### Records from a data collection
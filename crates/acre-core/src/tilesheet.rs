use std::collections::BTreeMap;

use serde::{Deserialize, Serialize};

use crate::error::{CoreError, CoreResult};
use crate::properties::PropertyMap;

/// Pixel-source metadata and per-index properties for one tilesheet.
#[derive(Debug, Clone, PartialEq, Serialize, Deserialize)]
pub struct Tilesheet {
    /// Identifier tiles use to reference this sheet.
    pub id: String,
    /// Image asset the sheet draws from. Two sheets with the same source are
    /// interchangeable.
    pub image_source: String,
    /// Tiles per row.
    pub columns: u32,
    /// Number of rows.
    pub rows: u32,
    /// Properties shared by every tile using a given index.
    #[serde(default)]
    pub tile_properties: BTreeMap<u32, PropertyMap>,
}

impl Tilesheet {
    /// Create a sheet with no per-index properties.
    pub fn new(id: impl Into<String>, image_source: impl Into<String>, columns: u32, rows: u32) -> Self {
        Self {
            id: id.into(),
            image_source: image_source.into(),
            columns,
            rows,
            tile_properties: BTreeMap::new(),
        }
    }

    /// Builder: set a per-index property.
    pub fn with_property(mut self, index: u32, key: impl Into<String>, value: impl Into<String>) -> Self {
        self.tile_properties
            .entry(index)
            .or_default()
            .insert(key.into(), value.into());
        self
    }

    /// Number of tile indices the sheet currently provides.
    pub fn tile_count(&self) -> u32 {
        self.columns.saturating_mul(self.rows)
    }

    /// `true` if the index is addressable.
    pub fn has_index(&self, index: u32) -> bool {
        index < self.tile_count()
    }

    /// Look up a per-index property.
    pub fn property(&self, index: u32, key: &str) -> Option<&str> {
        self.tile_properties
            .get(&index)
            .and_then(|props| props.get(key))
            .map(String::as_str)
    }

    /// Grow the sheet so it provides at least `count` tiles, adding rows.
    /// Never shrinks.
    pub fn grow_to(&mut self, count: u32) {
        if count <= self.tile_count() {
            return;
        }
        let columns = self.columns.max(1);
        self.columns = columns;
        self.rows = count.div_ceil(columns);
    }
}

/// The set of tilesheets a grid may reference.
#[derive(Debug, Clone, Default, PartialEq, Serialize, Deserialize)]
pub struct TilesheetRegistry {
    sheets: Vec<Tilesheet>,
}

impl TilesheetRegistry {
    /// Create an empty registry.
    pub fn new() -> Self {
        Self::default()
    }

    /// Register a sheet. Ids must be unique.
    pub fn add(&mut self, sheet: Tilesheet) -> CoreResult<()> {
        if self.contains(&sheet.id) {
            return Err(CoreError::DuplicateTilesheet(sheet.id));
        }
        self.sheets.push(sheet);
        Ok(())
    }

    /// Whether a sheet with this id is declared.
    pub fn contains(&self, id: &str) -> bool {
        self.get(id).is_some()
    }

    /// Sheet by id.
    pub fn get(&self, id: &str) -> Option<&Tilesheet> {
        self.sheets.iter().find(|s| s.id == id)
    }

    /// Mutable sheet by id.
    pub fn get_mut(&mut self, id: &str) -> Option<&mut Tilesheet> {
        self.sheets.iter_mut().find(|s| s.id == id)
    }

    /// First sheet drawing from the given image.
    pub fn find_by_image_source(&self, image_source: &str) -> Option<&Tilesheet> {
        self.sheets.iter().find(|s| s.image_source == image_source)
    }

    /// Sheets in declaration order.
    pub fn iter(&self) -> impl Iterator<Item = &Tilesheet> {
        self.sheets.iter()
    }

    /// Number of sheets.
    pub fn len(&self) -> usize {
        self.sheets.len()
    }

    /// Whether no sheets are declared.
    pub fn is_empty(&self) -> bool {
        self.sheets.is_empty()
    }
}

#[cfg(test)]
mod tests {
    use super::*;

    #[test]
    fn duplicate_id_rejected() {
        let mut reg = TilesheetRegistry::new();
        reg.add(Tilesheet::new("outdoors", "Maps/outdoors", 4, 4)).unwrap();
        let err = reg
            .add(Tilesheet::new("outdoors", "Maps/other", 1, 1))
            .unwrap_err();
        assert!(matches!(err, CoreError::DuplicateTilesheet(id) if id == "outdoors"));
        assert_eq!(reg.len(), 1);
    }

    #[test]
    fn find_by_image_source() {
        let mut reg = TilesheetRegistry::new();
        reg.add(Tilesheet::new("a", "Maps/spring", 4, 4)).unwrap();
        reg.add(Tilesheet::new("b", "Maps/town", 4, 4)).unwrap();
        assert_eq!(reg.find_by_image_source("Maps/town").unwrap().id, "b");
        assert!(reg.find_by_image_source("Maps/none").is_none());
    }

    #[test]
    fn grow_adds_rows_and_never_shrinks() {
        let mut sheet = Tilesheet::new("a", "img", 4, 2);
        sheet.grow_to(10);
        assert_eq!(sheet.rows, 3);
        assert!(sheet.has_index(11));
        sheet.grow_to(2);
        assert_eq!(sheet.tile_count(), 12);
    }

    #[test]
    fn per_index_property() {
        let sheet = Tilesheet::new("a", "img", 4, 4).with_property(5, "Diggable", "T");
        assert_eq!(sheet.property(5, "Diggable"), Some("T"));
        assert_eq!(sheet.property(4, "Diggable"), None);
    }
}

### WHAT TO WORK ON
Look through the entries above and work out how many lines contain the string "Create". Give that number alone.

### ANSWER TO THIS PROBLEM
2